§ **What the task asks**
Return all the lines below in which the string "const" appears.

┌────────

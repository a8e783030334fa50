//! Binary wire protocol: request/response framing and status codes.
//!
//! All wire integers are network byte order. A request is a fixed 64-byte
//! header followed by a command-specific body: an offset array for interval
//! commands, a single u32 bin size for bin commands. A response is a fixed
//! 16-byte header followed by the counts payload.

use bytes::{BufMut, Bytes, BytesMut};

use crate::methylome::{AggregateResult, CountsRes, CountsResCov};
use crate::{Error, Result};

pub const PROTOCOL_VERSION: u16 = 1;
pub const REQUEST_HEADER_BYTES: usize = 64;
pub const RESPONSE_HEADER_BYTES: usize = 16;
pub const MAX_ACCESSION_LEN: usize = 48;
pub const MAX_INTERVALS: u32 = 1 << 20;

/// Response header flag: payload rows carry a third coverage column.
pub const FLAG_INCLUDE_COVERAGE: u16 = 1;

/// What the client asked the server to compute.
#[derive(Debug, Clone, Copy, PartialEq, Eq)]
pub enum Command {
    Intervals,
    Bins,
    IntervalsCov,
    BinsCov,
}

impl Command {
    pub fn code(self) -> u16 {
        match self {
            Command::Intervals => 1,
            Command::Bins => 2,
            Command::IntervalsCov => 3,
            Command::BinsCov => 4,
        }
    }

    pub fn from_code(code: u16) -> Option<Command> {
        match code {
            1 => Some(Command::Intervals),
            2 => Some(Command::Bins),
            3 => Some(Command::IntervalsCov),
            4 => Some(Command::BinsCov),
            _ => None,
        }
    }

    pub fn is_bins(self) -> bool {
        matches!(self, Command::Bins | Command::BinsCov)
    }

    pub fn include_coverage(self) -> bool {
        matches!(self, Command::IntervalsCov | Command::BinsCov)
    }
}

/// Response status, first field of every response header.
#[derive(Debug, Clone, Copy, PartialEq, Eq)]
#[repr(u16)]
pub enum StatusCode {
    Ok = 0,
    BadRequest = 1,
    UnknownAccession = 2,
    UnknownAssembly = 3,
    MethylomeSizeMismatch = 4,
    InvalidOffsets = 5,
    ServerBusy = 6,
    InternalError = 7,
}

impl StatusCode {
    pub fn from_code(code: u16) -> Option<StatusCode> {
        match code {
            0 => Some(StatusCode::Ok),
            1 => Some(StatusCode::BadRequest),
            2 => Some(StatusCode::UnknownAccession),
            3 => Some(StatusCode::UnknownAssembly),
            4 => Some(StatusCode::MethylomeSizeMismatch),
            5 => Some(StatusCode::InvalidOffsets),
            6 => Some(StatusCode::ServerBusy),
            7 => Some(StatusCode::InternalError),
            _ => None,
        }
    }

    pub fn is_ok(self) -> bool {
        self == StatusCode::Ok
    }
}

impl std::fmt::Display for StatusCode {
    fn fmt(&self, f: &mut std::fmt::Formatter<'_>) -> std::fmt::Result {
        let name = match self {
            StatusCode::Ok => "OK",
            StatusCode::BadRequest => "BAD_REQUEST",
            StatusCode::UnknownAccession => "UNKNOWN_ACCESSION",
            StatusCode::UnknownAssembly => "UNKNOWN_ASSEMBLY",
            StatusCode::MethylomeSizeMismatch => "METHYLOME_SIZE_MISMATCH",
            StatusCode::InvalidOffsets => "INVALID_OFFSETS",
            StatusCode::ServerBusy => "SERVER_BUSY",
            StatusCode::InternalError => "INTERNAL_ERROR",
        };
        f.write_str(name)
    }
}

#[inline]
fn read_u32(buf: &[u8], at: usize) -> u32 {
    u32::from_be_bytes([buf[at], buf[at + 1], buf[at + 2], buf[at + 3]])
}

fn valid_accession(accession: &str) -> bool {
    !accession.is_empty()
        && accession.len() <= MAX_ACCESSION_LEN
        && accession
            .bytes()
            .all(|b| b.is_ascii_alphanumeric() || b == b'_')
}

/// Fixed-size request header.
///
/// Layout: version u16, command u16, accession_len u16, reserved u16,
/// accession bytes, methylome_size u32, n_intervals u32, zero padding to
/// [`REQUEST_HEADER_BYTES`].
#[derive(Debug, Clone, PartialEq, Eq)]
pub struct RequestHeader {
    pub command: Command,
    pub accession: String,
    pub methylome_size: u32,
    pub n_intervals: u32,
}

impl RequestHeader {
    pub fn encode(&self) -> Result<[u8; REQUEST_HEADER_BYTES]> {
        if !valid_accession(&self.accession) {
            return Err(Error::BadRequest(format!(
                "invalid accession: {:?}",
                self.accession
            )));
        }
        let mut buf = [0u8; REQUEST_HEADER_BYTES];
        buf[0..2].copy_from_slice(&PROTOCOL_VERSION.to_be_bytes());
        buf[2..4].copy_from_slice(&self.command.code().to_be_bytes());
        buf[4..6].copy_from_slice(&(self.accession.len() as u16).to_be_bytes());
        // bytes 6..8 reserved, zero
        let mut at = 8;
        buf[at..at + self.accession.len()].copy_from_slice(self.accession.as_bytes());
        at += self.accession.len();
        buf[at..at + 4].copy_from_slice(&self.methylome_size.to_be_bytes());
        at += 4;
        buf[at..at + 4].copy_from_slice(&self.n_intervals.to_be_bytes());
        Ok(buf)
    }

    pub fn decode(buf: &[u8; REQUEST_HEADER_BYTES]) -> Result<RequestHeader> {
        let version = u16::from_be_bytes([buf[0], buf[1]]);
        if version != PROTOCOL_VERSION {
            return Err(Error::BadRequest(format!(
                "unsupported protocol version {version}"
            )));
        }
        let command_code = u16::from_be_bytes([buf[2], buf[3]]);
        let command = Command::from_code(command_code)
            .ok_or_else(|| Error::BadRequest(format!("unknown command {command_code}")))?;
        let accession_len = u16::from_be_bytes([buf[4], buf[5]]) as usize;
        if accession_len == 0 || accession_len > MAX_ACCESSION_LEN {
            return Err(Error::BadRequest(format!(
                "accession length {accession_len} out of range"
            )));
        }
        let reserved = u16::from_be_bytes([buf[6], buf[7]]);
        if reserved != 0 {
            return Err(Error::BadRequest("reserved field must be zero".to_string()));
        }
        let mut at = 8;
        let accession = std::str::from_utf8(&buf[at..at + accession_len])
            .map_err(|_| Error::BadRequest("accession is not ASCII".to_string()))?
            .to_string();
        if !valid_accession(&accession) {
            return Err(Error::BadRequest(format!(
                "invalid accession: {accession:?}"
            )));
        }
        at += accession_len;
        let methylome_size = read_u32(buf, at);
        at += 4;
        let n_intervals = read_u32(buf, at);
        if n_intervals > MAX_INTERVALS {
            return Err(Error::BadRequest(format!(
                "n_intervals {n_intervals} over limit {MAX_INTERVALS}"
            )));
        }
        Ok(RequestHeader {
            command,
            accession,
            methylome_size,
            n_intervals,
        })
    }
}

/// Fixed-size response header.
///
/// Layout: status u16, flags u16, n_counts u32, payload_bytes u32, zero
/// padding to [`RESPONSE_HEADER_BYTES`].
#[derive(Debug, Clone, Copy, PartialEq, Eq)]
pub struct ResponseHeader {
    pub status: StatusCode,
    pub include_coverage: bool,
    pub n_counts: u32,
    pub payload_bytes: u32,
}

impl ResponseHeader {
    pub fn error(status: StatusCode) -> ResponseHeader {
        ResponseHeader {
            status,
            include_coverage: false,
            n_counts: 0,
            payload_bytes: 0,
        }
    }

    pub fn encode(&self) -> [u8; RESPONSE_HEADER_BYTES] {
        let mut buf = [0u8; RESPONSE_HEADER_BYTES];
        buf[0..2].copy_from_slice(&(self.status as u16).to_be_bytes());
        let flags = if self.include_coverage {
            FLAG_INCLUDE_COVERAGE
        } else {
            0
        };
        buf[2..4].copy_from_slice(&flags.to_be_bytes());
        buf[4..8].copy_from_slice(&self.n_counts.to_be_bytes());
        buf[8..12].copy_from_slice(&self.payload_bytes.to_be_bytes());
        buf
    }

    pub fn decode(buf: &[u8; RESPONSE_HEADER_BYTES]) -> Result<ResponseHeader> {
        let status_code = u16::from_be_bytes([buf[0], buf[1]]);
        let status = StatusCode::from_code(status_code)
            .ok_or_else(|| Error::BadRequest(format!("unknown status {status_code}")))?;
        let flags = u16::from_be_bytes([buf[2], buf[3]]);
        Ok(ResponseHeader {
            status,
            include_coverage: flags & FLAG_INCLUDE_COVERAGE != 0,
            n_counts: read_u32(buf, 4),
            payload_bytes: read_u32(buf, 8),
        })
    }
}

pub fn encode_offsets(offsets: &[(u32, u32)]) -> Bytes {
    let mut buf = BytesMut::with_capacity(offsets.len() * 8);
    for &(lo, hi) in offsets {
        buf.put_u32(lo);
        buf.put_u32(hi);
    }
    buf.freeze()
}

pub fn decode_offsets(bytes: &[u8]) -> Result<Vec<(u32, u32)>> {
    if bytes.len() % 8 != 0 {
        return Err(Error::BadRequest(format!(
            "offset payload of {} bytes is not a whole number of pairs",
            bytes.len()
        )));
    }
    Ok(bytes
        .chunks_exact(8)
        .map(|c| (read_u32(c, 0), read_u32(c, 4)))
        .collect())
}

/// Each pair must satisfy `lo <= hi <= n_cpgs_total`.
pub fn validate_offsets(offsets: &[(u32, u32)], n_cpgs_total: u32) -> Result<()> {
    for (i, &(lo, hi)) in offsets.iter().enumerate() {
        if lo > hi || hi > n_cpgs_total {
            return Err(Error::InvalidOffsets(format!(
                "pair {i} ({lo}, {hi}) out of range for {n_cpgs_total} sites"
            )));
        }
    }
    Ok(())
}

pub fn encode_counts(result: &AggregateResult) -> Bytes {
    match result {
        AggregateResult::Plain(rows) => {
            let mut buf = BytesMut::with_capacity(rows.len() * 8);
            for row in rows {
                buf.put_u32(row.n_meth);
                buf.put_u32(row.n_unmeth);
            }
            buf.freeze()
        }
        AggregateResult::Cov(rows) => {
            let mut buf = BytesMut::with_capacity(rows.len() * 12);
            for row in rows {
                buf.put_u32(row.n_meth);
                buf.put_u32(row.n_unmeth);
                buf.put_u32(row.n_covered);
            }
            buf.freeze()
        }
    }
}

pub fn decode_counts(bytes: &[u8], include_coverage: bool) -> Result<AggregateResult> {
    let row_bytes = if include_coverage { 12 } else { 8 };
    if bytes.len() % row_bytes != 0 {
        return Err(Error::BadRequest(format!(
            "counts payload of {} bytes is not a whole number of rows",
            bytes.len()
        )));
    }
    if include_coverage {
        Ok(AggregateResult::Cov(
            bytes
                .chunks_exact(12)
                .map(|c| CountsResCov {
                    n_meth: read_u32(c, 0),
                    n_unmeth: read_u32(c, 4),
                    n_covered: read_u32(c, 8),
                })
                .collect(),
        ))
    } else {
        Ok(AggregateResult::Plain(
            bytes
                .chunks_exact(8)
                .map(|c| CountsRes {
                    n_meth: read_u32(c, 0),
                    n_unmeth: read_u32(c, 4),
                })
                .collect(),
        ))
    }
}

#[cfg(test)]
mod tests {
    use super::*;

    fn header() -> RequestHeader {
        RequestHeader {
            command: Command::IntervalsCov,
            accession: "SRX012345".to_string(),
            methylome_size: 28_000_000,
            n_intervals: 512,
        }
    }

    #[test]
    fn request_header_roundtrip() {
        let original = header();
        let buf = original.encode().unwrap();
        assert_eq!(buf.len(), REQUEST_HEADER_BYTES);
        let decoded = RequestHeader::decode(&buf).unwrap();
        assert_eq!(decoded, original);
    }

    #[test]
    fn request_header_rejects_bad_fields() {
        let mut buf = header().encode().unwrap();
        buf[0..2].copy_from_slice(&9u16.to_be_bytes());
        assert!(RequestHeader::decode(&buf).is_err());

        let mut buf = header().encode().unwrap();
        buf[2..4].copy_from_slice(&99u16.to_be_bytes());
        assert!(RequestHeader::decode(&buf).is_err());

        let mut buf = header().encode().unwrap();
        buf[4..6].copy_from_slice(&0u16.to_be_bytes());
        assert!(RequestHeader::decode(&buf).is_err());

        let mut buf = header().encode().unwrap();
        buf[6..8].copy_from_slice(&1u16.to_be_bytes());
        assert!(RequestHeader::decode(&buf).is_err());

        // accession with a forbidden byte
        let mut buf = header().encode().unwrap();
        buf[8] = b'-';
        assert!(RequestHeader::decode(&buf).is_err());

        let mut h = header();
        h.n_intervals = MAX_INTERVALS + 1;
        let buf = h.encode().unwrap();
        assert!(RequestHeader::decode(&buf).is_err());
    }

    #[test]
    fn oversized_accession_fails_encode() {
        let mut h = header();
        h.accession = "X".repeat(MAX_ACCESSION_LEN + 1);
        assert!(h.encode().is_err());
    }

    #[test]
    fn arbitrary_bytes_never_panic() {
        let mut buf = [0u8; REQUEST_HEADER_BYTES];
        for seed in 0..64u8 {
            buf.iter_mut()
                .enumerate()
                .for_each(|(i, b)| *b = seed.wrapping_mul(37).wrapping_add(i as u8));
            let _ = RequestHeader::decode(&buf);
        }
        assert!(RequestHeader::decode(&[0u8; REQUEST_HEADER_BYTES]).is_err());
    }

    #[test]
    fn response_header_roundtrip() {
        let original = ResponseHeader {
            status: StatusCode::Ok,
            include_coverage: true,
            n_counts: 3,
            payload_bytes: 36,
        };
        let decoded = ResponseHeader::decode(&original.encode()).unwrap();
        assert_eq!(decoded, original);

        let error = ResponseHeader::error(StatusCode::MethylomeSizeMismatch);
        let decoded = ResponseHeader::decode(&error.encode()).unwrap();
        assert_eq!(decoded.status, StatusCode::MethylomeSizeMismatch);
        assert_eq!(decoded.n_counts, 0);
    }

    #[test]
    fn offsets_roundtrip_and_validation() {
        let offsets = vec![(0u32, 3u32), (3, 4), (4, 4)];
        let bytes = encode_offsets(&offsets);
        assert_eq!(bytes.len(), 24);
        assert_eq!(decode_offsets(&bytes).unwrap(), offsets);

        assert!(decode_offsets(&bytes[..7]).is_err());
        assert!(validate_offsets(&offsets, 4).is_ok());
        assert!(validate_offsets(&[(2, 1)], 4).is_err());
        assert!(validate_offsets(&[(0, 5)], 4).is_err());
    }

    #[test]
    fn counts_roundtrip_both_shapes() {
        let plain = AggregateResult::Plain(vec![
            CountsRes { n_meth: 5, n_unmeth: 25 },
            CountsRes { n_meth: 7, n_unmeth: 3 },
        ]);
        let bytes = encode_counts(&plain);
        assert_eq!(decode_counts(&bytes, false).unwrap(), plain);

        let cov = AggregateResult::Cov(vec![CountsResCov {
            n_meth: 5,
            n_unmeth: 25,
            n_covered: 2,
        }]);
        let bytes = encode_counts(&cov);
        assert_eq!(decode_counts(&bytes, true).unwrap(), cov);

        assert!(decode_counts(&bytes, false).is_err());
    }
}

└────────

§ **Result of the task**
pub const PROTOCOL_VERSION: u16 = 1;
pub const REQUEST_HEADER_BYTES: usize = 64;
pub const RESPONSE_HEADER_BYTES: usize = 16;
pub const MAX_ACCESSION_LEN: usize = 48;
pub const MAX_INTERVALS: u32 = 1 << 20;
pub const FLAG_INCLUDE_COVERAGE: u16 = 1;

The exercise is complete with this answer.